Zeitgenossen, die der Steinzeiternährung und Evolutionsmedizin gegenüber skeptisch bis ablehnend gegenüber stehen, bringen als Argument gerne an, dass die Menschen der Steinzeit angeblich lediglich 25 bis 30 Jahre alt wurden. Wer von uns Menschen des 21. Jahrhunderts wolle ernsthaft in so jungen Jahren sterben? Ein Lebensstil, der zu einer so niedrigen Lebenserfahrung führe, könne ja beim besten Willen nicht als gesund bezeichnet werden.
Deutlich intelligentere Skeptiker als diejenigen, die solche Thesen verbreiten, argumentieren, dass der Mensch der Altsteinzeit schlicht und einfach nicht alt genug wurde, um die typischen Symptome der Krankheiten, die wir „Zivilisationskrankheiten“ nennen, auszubilden.
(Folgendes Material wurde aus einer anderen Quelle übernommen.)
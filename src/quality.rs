//! # Quality Mapper
//!
//! Funzioni pure che convertono la qualità normalizzata dell'utente in parametri
//! numerici specifici per ogni encoder. Tutte le funzioni sono totali e idempotenti.
//!
//! ## Schemi:
//! - **Quantizer / CRF** (AVIF): mappa lineare invertita su `[10, 55]`, 1.0 → 10, 0.1 → 55.
//!   La distanza `1 - q` è normalizzata sull'intervallo utile `[0.1, 1.0]` così che
//!   entrambi gli estremi vengano raggiunti
//! - **Lossy scalar** (JPEG, WebP, HEIC): `q` clampato in `[0.01, 1.0]`
//! - **Percent**: scalar * 100 per i tool a riga di comando
//! - **GIF palette**: `clamp(q * 256, 16, 256)` colori

use serde::{Deserialize, Serialize};

pub const MIN_QUALITY: f32 = 0.1;
pub const MAX_QUALITY: f32 = 1.0;

const QUANTIZER_BEST: f32 = 10.0;
const QUANTIZER_SPAN: f32 = 45.0;
const AV1_QUANTIZER_MAX: f32 = 63.0;

/// User-facing quality dial, always inside `[0.1, 1.0]`.
#[derive(Debug, Clone, Copy, PartialEq, PartialOrd, Serialize, Deserialize)]
#[serde(from = "f32", into = "f32")]
pub struct QualitySetting(f32);

impl QualitySetting {
    pub fn new(value: f32) -> Self {
        if value.is_nan() {
            return Self(MAX_QUALITY);
        }
        Self(value.clamp(MIN_QUALITY, MAX_QUALITY))
    }

    pub fn value(self) -> f32 {
        self.0
    }
}

impl From<f32> for QualitySetting {
    fn from(value: f32) -> Self {
        Self::new(value)
    }
}

impl From<QualitySetting> for f32 {
    fn from(quality: QualitySetting) -> Self {
        quality.0
    }
}

/// Numeric parameter families understood by `to_encoder_parameter`.
#[derive(Debug, Clone, Copy, PartialEq, Eq)]
pub enum ParameterScheme {
    /// AV1 quantizer, lower is better.
    Quantizer,
    /// Same map as `Quantizer`, documented as CRF for video-style encoders.
    Crf,
    /// Lossy quality as a 1..=100 percentage.
    LossyPercent,
    /// Maximum palette entries for GIF palette generation.
    GifPaletteSize,
}

pub fn to_encoder_parameter(quality: QualitySetting, scheme: ParameterScheme) -> i32 {
    match scheme {
        ParameterScheme::Quantizer | ParameterScheme::Crf => quantizer(quality) as i32,
        ParameterScheme::LossyPercent => lossy_percent(quality.value()) as i32,
        ParameterScheme::GifPaletteSize => gif_palette_size(quality) as i32,
    }
}

/// Inverted linear map onto `[10, 55]`.
///
/// The distance from full quality is normalised by 0.9 so that 0.1 lands exactly on 55.
/// Mid-range values therefore sit slightly above a plain `10 + (1 - q) * 45`
/// (0.7 gives 25 rather than 23.5).
pub fn quantizer(quality: QualitySetting) -> u8 {
    let distance = (MAX_QUALITY - quality.value()) / (MAX_QUALITY - MIN_QUALITY);
    (QUANTIZER_BEST + distance * QUANTIZER_SPAN).round() as u8
}

/// Quality scalar handed to JPEG, WebP and HEIC encoders.
pub fn lossy_scalar(quality: f32) -> f32 {
    if quality.is_nan() {
        return 1.0;
    }
    quality.clamp(0.01, 1.0)
}

pub fn lossy_percent(quality: f32) -> u8 {
    ((lossy_scalar(quality) * 100.0).round() as u8).clamp(1, 100)
}

/// Converts an AV1 quantizer (0..=63, lower is better) to a 1..=100 quality for
/// encoders that take a percentage.
pub fn av1_quality_percent(quantizer: u8) -> u8 {
    let q = (quantizer as f32).min(AV1_QUANTIZER_MAX);
    (((AV1_QUANTIZER_MAX - q) / AV1_QUANTIZER_MAX) * 100.0).round().clamp(1.0, 100.0) as u8
}

pub fn gif_palette_size(quality: QualitySetting) -> u16 {
    ((quality.value() * 256.0) as u16).clamp(16, 256)
}

/// AV1 encoder speed presets.
#[derive(Debug, Clone, Copy, PartialEq, Eq, Serialize, Deserialize, Default)]
#[serde(rename_all = "snake_case")]
pub enum AvifSpeed {
    Fast,
    #[default]
    Balanced,
    Best,
}

impl AvifSpeed {
    /// `--speed` / cpu-used value, 0 (slowest) to 10.
    pub fn cpu_used(self) -> u8 {
        match self {
            Self::Fast => 8,
            Self::Balanced => 4,
            Self::Best => 0,
        }
    }
}

/// Perceptual quality band for palette quantization, in percent.
#[derive(Debug, Clone, Copy, PartialEq, Eq, Serialize)]
pub struct QuantizationBand {
    pub min: u8,
    pub max: u8,
}

impl QuantizationBand {
    /// Builds a band from `[0, 1]` fractions. `max` never drops below `min`.
    pub fn from_fractions(min: f32, max: f32) -> Self {
        let to_percent = |v: f32| {
            if v.is_nan() {
                0
            } else {
                (v * 100.0).round().clamp(0.0, 100.0) as u8
            }
        };
        let min = to_percent(min);
        let max = to_percent(max).max(min);
        Self { min, max }
    }
}

pub fn quantization_speed(speed: u8) -> u8 {
    speed.clamp(1, 10)
}

#[cfg(test)]
mod tests {
    use super::*;

    #[test]
    fn test_quantizer_endpoints() {
        assert_eq!(quantizer(QualitySetting::new(1.0)), 10);
        assert_eq!(quantizer(QualitySetting::new(0.1)), 55);
        assert_eq!(
            to_encoder_parameter(QualitySetting::new(1.0), ParameterScheme::Crf),
            10
        );
        assert_eq!(
            to_encoder_parameter(QualitySetting::new(0.1), ParameterScheme::Quantizer),
            55
        );
    }

    #[test]
    fn test_quantizer_mid_range_uses_normalised_distance() {
        assert_eq!(quantizer(QualitySetting::new(0.7)), 25);
    }

    #[test]
    fn test_quantizer_is_monotonic() {
        let mut previous = i32::MAX;
        for step in 0..=90 {
            let q = QualitySetting::new(0.1 + step as f32 * 0.01);
            let param = to_encoder_parameter(q, ParameterScheme::Quantizer);
            assert!(param <= previous, "quantizer rose at q={}", q.value());
            previous = param;
        }
    }

    #[test]
    fn test_quality_setting_clamps() {
        assert_eq!(QualitySetting::new(0.0).value(), MIN_QUALITY);
        assert_eq!(QualitySetting::new(3.0).value(), MAX_QUALITY);
        assert_eq!(QualitySetting::new(f32::NAN).value(), MAX_QUALITY);
        assert_eq!(quantizer(QualitySetting::new(-5.0)), 55);
    }

    #[test]
    fn test_lossy_scalar_clamps() {
        assert_eq!(lossy_scalar(0.0), 0.01);
        assert_eq!(lossy_scalar(0.75), 0.75);
        assert_eq!(lossy_scalar(7.0), 1.0);
        assert_eq!(lossy_percent(0.0), 1);
        assert_eq!(lossy_percent(0.85), 85);
        assert_eq!(lossy_scalar(lossy_scalar(0.004)), lossy_scalar(0.004));
    }

    #[test]
    fn test_gif_palette_size_bounds() {
        assert_eq!(gif_palette_size(QualitySetting::new(0.1)), 25);
        assert_eq!(gif_palette_size(QualitySetting::new(0.05)), 25);
        assert_eq!(gif_palette_size(QualitySetting::new(1.0)), 256);
    }

    #[test]
    fn test_quantization_band_keeps_max_above_min() {
        let band = QuantizationBand::from_fractions(0.9, 0.5);
        assert_eq!(band, QuantizationBand { min: 90, max: 90 });

        let band = QuantizationBand::from_fractions(0.6, 0.95);
        assert_eq!(band, QuantizationBand { min: 60, max: 95 });

        let band = QuantizationBand::from_fractions(-1.0, 2.0);
        assert_eq!(band, QuantizationBand { min: 0, max: 100 });
    }

    #[test]
    fn test_av1_quality_percent() {
        assert_eq!(av1_quality_percent(0), 100);
        assert_eq!(av1_quality_percent(63), 1);
        assert!(av1_quality_percent(10) > av1_quality_percent(55));
    }

    #[test]
    fn test_avif_speed_presets() {
        assert_eq!(AvifSpeed::Fast.cpu_used(), 8);
        assert_eq!(AvifSpeed::Balanced.cpu_used(), 4);
        assert_eq!(AvifSpeed::Best.cpu_used(), 0);
    }
}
Dass es keine Folge eines inadäquaten Lebenstils sei, wenn man diese Krankheiten bekäme, sondern unabhängig davon lediglich eine Frage des Älterwerdens. Ein Schicksal also, das mit hoher Wahrscheinlichkeit auch unsere Urahnen ereilt hätte, wenn sie nur alt genug geworden wären.
Was ist nun dran an diesen Einwänden? Wie alt wurden unsere Ahnen der Steinzeit wirklich? Gibt es harte Anhaltspunkte für die These, dass auch unsere Urahnen trotz signifikant anderen Lebensstils (bedeutend mehr körperliche Aktivität, andere Ernährung) auch an „unseren“ Zivilisationskrankheiten erkrankten? Und: Sind wir auf dem Holzweg, wenn wir unseren Lebensstil an dem unserer Ahnen aus dem Paläolithikum anzulehnen versuchen? Wenn wir der „Discordance Hypothese“ von S. Boyd Eaton und Melvin Konner folgen, die die Ursache der meisten, als lebenstilbedingt vermuteten Probleme unserer Zeit, im Auseinanderklaffen unseres genetisch verankerten evolutorischen Erbes und unserem Lebenstil verorten?
von Robert Bock
von Robert Bock
Zunächst einmal ist zu klären, wie alt denn nun der Mensch der Steinzeit, gemessen an den Erkenntnissen der Paläoanthropologie tatsächlich wurde. Das erste Fettnäpfchen für pseudointellektuelle Zeitgenossen, stellt hier schon einmal die üblicherweise von Bevölkerungsstatistikern verwendete Größe „Lebenserwartung bei Geburt in Jahren“ dar. Diese weist für den Homo Sapiens der Altsteinzeit eine Lebenserwartung von 33 Jahren aus. (vgl. dazu Hillard Kaplan, Kim Hill, Jane Lancaster, and A. Magdalena Hurtado (2000). "A Theory of Human Life History Evolution: Diet, Intelligence and Longevity". Evolutionary Anthropology 9 (4): 156–185; Caspari, Rachel & Lee, Sang-Hee (July 27, 2004). "Older age becomes common late in human evolution". Proceedings of the National Academy of Sciences 101 (20): 10895–10900).
Auf den ersten Blick sieht das nun wirklich nicht nach viel aus, wenn man diese Lebenserwartung bei Geburt in Jahren mit der aktuellen Zahl für die Bundesrepublik, die bei über 78 Jahren liegt vergleicht. Was man dabei aber völlig fehleinschätzt, ist die primäre Ursache einer hohen oder niedrigen Ausprägung dieser Kennzahl: Die Kinder- und Säuglingssterblichkeit.
Die amtliche Statistik weist für die Bundesrepublik für das Jahr eine Säuglingssterblichkeit von 4,2 bezogen auf 1000 Neugeborene aus (weltweit: 52). Von der römischen Antike bis ins 19. Jahrhundert hinein lag die Säuglingssterblichkeit (mit Daten untermauert) bei 300 bis 500. Im England des 16. Jahrhunderts starben gar 2/3 der Kinder (also 667 pro 1000) vor Erreichen des vierten Lebensjahres (vgl. W. J. Rorabaugh, Donald T. Critchlow, Paula C. Baker (2004). "America's promise: a concise history of the United States". Rowman & Littlefield. S.47)
Das bedeutet, dass in den Zeiten vor den Fortschritten in Medizin und Hygiene von 10 geborenen Kindern 3 bis 6,67 bereits im Säuglingsalter verstarben, während heute (in der Bundesrepublik) nur noch 0,042 von 10 Neugeborenen nicht über das Säuglingsalter hinaus kommen.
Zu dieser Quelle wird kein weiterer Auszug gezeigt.